» **Task to carry out**
Filter these entries down to lines holding "token".

[Saved data entries]
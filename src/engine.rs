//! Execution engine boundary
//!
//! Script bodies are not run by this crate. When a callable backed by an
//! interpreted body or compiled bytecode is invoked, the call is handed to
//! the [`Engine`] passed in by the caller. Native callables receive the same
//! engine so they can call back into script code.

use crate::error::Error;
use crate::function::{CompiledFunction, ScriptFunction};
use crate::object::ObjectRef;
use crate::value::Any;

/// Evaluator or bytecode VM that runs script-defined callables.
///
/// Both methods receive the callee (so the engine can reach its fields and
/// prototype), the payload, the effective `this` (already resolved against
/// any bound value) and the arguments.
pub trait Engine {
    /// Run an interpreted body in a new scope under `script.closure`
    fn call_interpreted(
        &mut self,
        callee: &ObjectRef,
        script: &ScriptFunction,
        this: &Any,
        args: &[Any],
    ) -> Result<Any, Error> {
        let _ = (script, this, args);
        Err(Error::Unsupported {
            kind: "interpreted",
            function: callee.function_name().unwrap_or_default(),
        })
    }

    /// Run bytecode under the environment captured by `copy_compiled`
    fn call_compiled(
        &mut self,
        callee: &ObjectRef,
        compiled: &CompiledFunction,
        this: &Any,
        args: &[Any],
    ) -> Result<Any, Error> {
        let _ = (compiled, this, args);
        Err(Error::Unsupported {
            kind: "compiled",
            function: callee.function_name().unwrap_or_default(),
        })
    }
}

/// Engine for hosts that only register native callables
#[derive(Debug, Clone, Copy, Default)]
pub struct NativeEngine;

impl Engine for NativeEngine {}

---

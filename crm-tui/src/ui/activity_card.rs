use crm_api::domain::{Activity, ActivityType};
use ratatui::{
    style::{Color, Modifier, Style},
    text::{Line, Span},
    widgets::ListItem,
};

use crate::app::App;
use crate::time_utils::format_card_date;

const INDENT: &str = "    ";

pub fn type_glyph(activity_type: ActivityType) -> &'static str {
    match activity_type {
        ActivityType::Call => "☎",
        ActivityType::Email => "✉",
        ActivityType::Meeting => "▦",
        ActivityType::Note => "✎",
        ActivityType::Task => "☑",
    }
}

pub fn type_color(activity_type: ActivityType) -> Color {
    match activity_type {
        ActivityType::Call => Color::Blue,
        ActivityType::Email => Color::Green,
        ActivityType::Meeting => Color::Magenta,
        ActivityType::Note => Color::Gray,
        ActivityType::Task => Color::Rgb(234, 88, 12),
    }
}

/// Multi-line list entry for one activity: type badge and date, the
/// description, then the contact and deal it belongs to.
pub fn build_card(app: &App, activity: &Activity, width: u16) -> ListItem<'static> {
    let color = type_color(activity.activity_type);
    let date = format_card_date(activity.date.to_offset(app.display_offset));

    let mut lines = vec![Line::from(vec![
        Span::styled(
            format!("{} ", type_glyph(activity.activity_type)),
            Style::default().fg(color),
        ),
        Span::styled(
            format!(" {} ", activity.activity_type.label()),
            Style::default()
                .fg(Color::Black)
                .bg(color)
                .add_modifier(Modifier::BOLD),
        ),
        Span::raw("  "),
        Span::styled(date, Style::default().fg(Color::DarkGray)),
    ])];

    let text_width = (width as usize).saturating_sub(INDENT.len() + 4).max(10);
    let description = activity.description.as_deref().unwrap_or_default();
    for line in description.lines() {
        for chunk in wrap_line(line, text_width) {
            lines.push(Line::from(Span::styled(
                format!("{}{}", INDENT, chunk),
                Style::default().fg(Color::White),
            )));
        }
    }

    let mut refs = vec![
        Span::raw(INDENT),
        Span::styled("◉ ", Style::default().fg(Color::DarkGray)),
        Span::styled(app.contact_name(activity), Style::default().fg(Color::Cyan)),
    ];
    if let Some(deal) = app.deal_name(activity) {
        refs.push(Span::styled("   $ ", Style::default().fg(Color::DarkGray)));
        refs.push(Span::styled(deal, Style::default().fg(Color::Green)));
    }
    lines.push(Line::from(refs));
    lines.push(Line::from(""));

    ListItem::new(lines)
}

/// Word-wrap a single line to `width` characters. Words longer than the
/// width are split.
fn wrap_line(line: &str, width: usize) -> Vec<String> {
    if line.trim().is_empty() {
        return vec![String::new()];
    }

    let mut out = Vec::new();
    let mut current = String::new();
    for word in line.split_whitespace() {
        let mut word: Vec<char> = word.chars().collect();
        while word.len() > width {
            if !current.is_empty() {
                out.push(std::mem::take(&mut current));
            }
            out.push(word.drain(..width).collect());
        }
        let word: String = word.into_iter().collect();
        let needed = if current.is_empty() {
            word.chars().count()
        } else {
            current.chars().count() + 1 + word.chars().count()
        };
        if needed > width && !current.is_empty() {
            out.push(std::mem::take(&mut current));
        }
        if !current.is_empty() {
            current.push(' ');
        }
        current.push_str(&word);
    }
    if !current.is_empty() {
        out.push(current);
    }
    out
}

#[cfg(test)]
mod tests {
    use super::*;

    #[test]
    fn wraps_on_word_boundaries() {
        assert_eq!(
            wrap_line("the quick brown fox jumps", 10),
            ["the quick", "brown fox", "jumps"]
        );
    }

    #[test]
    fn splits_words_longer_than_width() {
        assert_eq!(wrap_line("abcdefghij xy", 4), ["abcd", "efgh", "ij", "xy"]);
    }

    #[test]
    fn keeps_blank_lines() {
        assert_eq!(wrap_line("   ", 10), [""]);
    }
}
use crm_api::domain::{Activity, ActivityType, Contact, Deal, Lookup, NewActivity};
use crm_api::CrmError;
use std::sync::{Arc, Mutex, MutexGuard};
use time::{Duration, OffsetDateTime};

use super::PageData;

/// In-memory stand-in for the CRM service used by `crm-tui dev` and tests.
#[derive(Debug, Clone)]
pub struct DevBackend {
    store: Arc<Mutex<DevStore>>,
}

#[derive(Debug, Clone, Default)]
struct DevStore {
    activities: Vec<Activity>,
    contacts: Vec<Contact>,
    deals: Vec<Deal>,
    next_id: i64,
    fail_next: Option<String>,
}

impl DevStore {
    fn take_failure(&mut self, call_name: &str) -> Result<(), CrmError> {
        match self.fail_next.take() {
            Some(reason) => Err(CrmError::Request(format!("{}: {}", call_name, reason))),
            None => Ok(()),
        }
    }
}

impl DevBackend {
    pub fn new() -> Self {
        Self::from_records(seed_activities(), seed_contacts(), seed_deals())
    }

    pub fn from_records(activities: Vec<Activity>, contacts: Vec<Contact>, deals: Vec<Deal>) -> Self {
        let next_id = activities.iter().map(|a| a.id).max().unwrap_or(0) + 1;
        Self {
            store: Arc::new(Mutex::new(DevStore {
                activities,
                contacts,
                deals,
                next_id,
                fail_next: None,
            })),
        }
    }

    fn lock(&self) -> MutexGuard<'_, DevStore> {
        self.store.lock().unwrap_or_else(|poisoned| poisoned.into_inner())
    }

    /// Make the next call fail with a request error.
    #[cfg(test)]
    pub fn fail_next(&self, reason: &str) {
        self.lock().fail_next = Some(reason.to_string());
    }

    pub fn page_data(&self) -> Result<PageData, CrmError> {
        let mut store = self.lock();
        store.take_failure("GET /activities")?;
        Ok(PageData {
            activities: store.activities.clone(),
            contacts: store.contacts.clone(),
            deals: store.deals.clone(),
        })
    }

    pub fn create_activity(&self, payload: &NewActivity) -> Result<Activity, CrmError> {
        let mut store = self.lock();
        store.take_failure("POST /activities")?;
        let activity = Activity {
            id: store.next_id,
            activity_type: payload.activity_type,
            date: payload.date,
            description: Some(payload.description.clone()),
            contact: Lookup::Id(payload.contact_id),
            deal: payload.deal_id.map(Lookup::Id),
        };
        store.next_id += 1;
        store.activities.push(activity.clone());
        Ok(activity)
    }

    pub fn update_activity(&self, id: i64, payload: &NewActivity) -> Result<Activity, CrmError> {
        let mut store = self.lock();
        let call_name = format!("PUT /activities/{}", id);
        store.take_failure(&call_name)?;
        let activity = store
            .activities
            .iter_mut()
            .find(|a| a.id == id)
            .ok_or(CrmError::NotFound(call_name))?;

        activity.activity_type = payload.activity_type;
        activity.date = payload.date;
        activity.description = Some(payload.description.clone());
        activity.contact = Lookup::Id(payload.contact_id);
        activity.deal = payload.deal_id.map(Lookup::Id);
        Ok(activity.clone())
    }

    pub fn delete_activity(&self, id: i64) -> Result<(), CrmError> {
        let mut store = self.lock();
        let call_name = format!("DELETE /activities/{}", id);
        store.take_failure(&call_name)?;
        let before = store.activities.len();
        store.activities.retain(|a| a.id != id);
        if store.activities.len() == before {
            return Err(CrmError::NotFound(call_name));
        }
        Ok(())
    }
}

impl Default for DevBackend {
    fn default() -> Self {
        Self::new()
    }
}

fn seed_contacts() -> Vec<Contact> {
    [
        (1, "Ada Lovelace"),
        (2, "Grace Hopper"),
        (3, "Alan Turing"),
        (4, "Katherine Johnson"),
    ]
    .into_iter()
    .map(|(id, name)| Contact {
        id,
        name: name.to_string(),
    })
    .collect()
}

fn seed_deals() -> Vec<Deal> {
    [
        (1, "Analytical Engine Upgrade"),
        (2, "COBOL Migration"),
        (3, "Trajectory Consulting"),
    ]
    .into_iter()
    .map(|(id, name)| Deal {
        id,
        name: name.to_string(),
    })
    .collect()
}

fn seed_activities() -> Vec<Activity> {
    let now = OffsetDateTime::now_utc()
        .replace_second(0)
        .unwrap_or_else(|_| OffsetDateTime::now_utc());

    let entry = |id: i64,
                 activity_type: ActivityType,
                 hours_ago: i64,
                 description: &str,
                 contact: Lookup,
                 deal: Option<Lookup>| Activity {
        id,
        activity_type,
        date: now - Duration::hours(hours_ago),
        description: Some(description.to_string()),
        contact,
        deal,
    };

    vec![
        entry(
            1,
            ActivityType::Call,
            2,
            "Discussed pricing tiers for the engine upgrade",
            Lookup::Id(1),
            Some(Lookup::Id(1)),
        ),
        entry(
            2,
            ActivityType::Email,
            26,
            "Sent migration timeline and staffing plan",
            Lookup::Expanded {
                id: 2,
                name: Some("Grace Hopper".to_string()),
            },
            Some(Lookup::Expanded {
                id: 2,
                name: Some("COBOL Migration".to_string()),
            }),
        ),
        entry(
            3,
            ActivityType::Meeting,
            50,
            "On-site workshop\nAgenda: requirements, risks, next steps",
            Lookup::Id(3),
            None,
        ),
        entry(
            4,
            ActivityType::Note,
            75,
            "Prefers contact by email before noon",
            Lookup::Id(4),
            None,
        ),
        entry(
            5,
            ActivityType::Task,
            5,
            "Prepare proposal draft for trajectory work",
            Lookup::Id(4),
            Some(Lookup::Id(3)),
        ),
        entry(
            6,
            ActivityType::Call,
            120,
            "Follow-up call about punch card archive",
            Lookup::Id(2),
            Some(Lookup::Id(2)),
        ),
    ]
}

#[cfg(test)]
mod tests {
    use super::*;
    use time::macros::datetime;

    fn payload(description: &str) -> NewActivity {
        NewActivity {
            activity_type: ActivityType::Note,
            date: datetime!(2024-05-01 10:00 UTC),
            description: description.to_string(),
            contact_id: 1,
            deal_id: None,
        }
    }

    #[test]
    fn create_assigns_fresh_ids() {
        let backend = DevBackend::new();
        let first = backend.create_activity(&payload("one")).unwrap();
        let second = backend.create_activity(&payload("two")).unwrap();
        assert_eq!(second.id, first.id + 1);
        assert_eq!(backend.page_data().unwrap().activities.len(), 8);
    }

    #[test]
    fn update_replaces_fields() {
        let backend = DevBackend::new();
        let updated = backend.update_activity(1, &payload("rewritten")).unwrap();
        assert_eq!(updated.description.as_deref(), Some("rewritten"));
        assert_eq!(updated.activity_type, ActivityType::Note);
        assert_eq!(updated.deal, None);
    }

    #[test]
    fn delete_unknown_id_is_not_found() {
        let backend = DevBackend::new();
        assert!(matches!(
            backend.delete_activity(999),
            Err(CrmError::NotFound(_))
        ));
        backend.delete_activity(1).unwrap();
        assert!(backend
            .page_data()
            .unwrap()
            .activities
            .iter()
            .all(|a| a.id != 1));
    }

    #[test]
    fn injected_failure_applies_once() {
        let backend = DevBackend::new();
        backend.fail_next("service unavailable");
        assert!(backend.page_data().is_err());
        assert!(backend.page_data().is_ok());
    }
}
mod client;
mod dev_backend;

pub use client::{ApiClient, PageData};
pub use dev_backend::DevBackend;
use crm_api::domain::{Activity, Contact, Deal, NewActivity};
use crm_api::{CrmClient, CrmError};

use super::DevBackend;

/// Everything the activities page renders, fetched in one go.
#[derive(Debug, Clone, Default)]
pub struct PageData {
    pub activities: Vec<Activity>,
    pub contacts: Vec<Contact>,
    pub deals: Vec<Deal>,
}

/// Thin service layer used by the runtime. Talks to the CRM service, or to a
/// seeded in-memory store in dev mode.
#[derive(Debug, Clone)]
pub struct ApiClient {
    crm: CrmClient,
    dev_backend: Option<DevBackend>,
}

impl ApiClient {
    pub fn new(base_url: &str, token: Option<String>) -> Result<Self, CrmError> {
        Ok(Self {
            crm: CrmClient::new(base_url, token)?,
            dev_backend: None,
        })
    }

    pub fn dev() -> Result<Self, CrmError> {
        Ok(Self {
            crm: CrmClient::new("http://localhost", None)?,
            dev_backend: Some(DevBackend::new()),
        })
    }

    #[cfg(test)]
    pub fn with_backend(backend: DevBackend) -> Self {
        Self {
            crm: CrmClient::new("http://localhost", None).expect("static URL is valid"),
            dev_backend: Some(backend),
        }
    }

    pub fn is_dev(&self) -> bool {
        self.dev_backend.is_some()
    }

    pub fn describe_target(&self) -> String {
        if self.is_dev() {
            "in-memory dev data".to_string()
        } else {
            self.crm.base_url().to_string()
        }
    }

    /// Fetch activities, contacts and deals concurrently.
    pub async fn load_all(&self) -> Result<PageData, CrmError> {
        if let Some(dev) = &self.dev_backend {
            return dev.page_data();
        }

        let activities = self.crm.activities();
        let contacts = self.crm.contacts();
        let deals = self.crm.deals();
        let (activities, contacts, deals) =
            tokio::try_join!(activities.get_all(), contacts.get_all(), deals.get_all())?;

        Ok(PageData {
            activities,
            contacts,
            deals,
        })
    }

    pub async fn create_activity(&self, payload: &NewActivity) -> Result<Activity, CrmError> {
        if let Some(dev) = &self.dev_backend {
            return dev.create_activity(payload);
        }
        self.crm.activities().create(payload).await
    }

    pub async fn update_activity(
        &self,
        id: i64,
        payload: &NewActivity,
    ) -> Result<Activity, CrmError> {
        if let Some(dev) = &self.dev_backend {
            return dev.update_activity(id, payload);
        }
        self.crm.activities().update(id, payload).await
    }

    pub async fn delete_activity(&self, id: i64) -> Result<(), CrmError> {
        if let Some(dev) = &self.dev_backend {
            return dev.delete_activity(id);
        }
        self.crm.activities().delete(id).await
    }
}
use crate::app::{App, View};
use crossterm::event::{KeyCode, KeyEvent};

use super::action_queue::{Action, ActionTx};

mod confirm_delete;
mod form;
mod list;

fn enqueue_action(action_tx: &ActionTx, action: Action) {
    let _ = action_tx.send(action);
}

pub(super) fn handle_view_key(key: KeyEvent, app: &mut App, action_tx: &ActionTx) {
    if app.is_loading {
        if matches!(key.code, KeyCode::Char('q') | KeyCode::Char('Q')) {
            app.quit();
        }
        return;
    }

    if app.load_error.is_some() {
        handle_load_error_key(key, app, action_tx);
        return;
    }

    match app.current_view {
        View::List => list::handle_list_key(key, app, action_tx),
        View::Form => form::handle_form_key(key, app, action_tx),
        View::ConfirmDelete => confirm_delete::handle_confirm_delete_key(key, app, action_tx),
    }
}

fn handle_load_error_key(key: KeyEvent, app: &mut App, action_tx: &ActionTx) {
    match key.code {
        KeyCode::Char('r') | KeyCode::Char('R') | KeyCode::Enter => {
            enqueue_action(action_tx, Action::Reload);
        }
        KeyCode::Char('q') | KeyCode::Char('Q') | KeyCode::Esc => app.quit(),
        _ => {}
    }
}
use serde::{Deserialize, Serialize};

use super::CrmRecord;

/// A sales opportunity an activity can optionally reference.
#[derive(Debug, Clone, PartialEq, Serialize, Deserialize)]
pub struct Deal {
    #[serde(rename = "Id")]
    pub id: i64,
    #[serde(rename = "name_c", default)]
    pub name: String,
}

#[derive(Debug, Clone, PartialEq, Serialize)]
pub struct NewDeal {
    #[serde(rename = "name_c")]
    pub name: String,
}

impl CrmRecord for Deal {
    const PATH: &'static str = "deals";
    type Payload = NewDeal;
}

» **Result for this exercise**
    pub fn new(base_url: &str, token: Option<String>) -> Result<Self, CrmError> {
            crm: CrmClient::new(base_url, token)?,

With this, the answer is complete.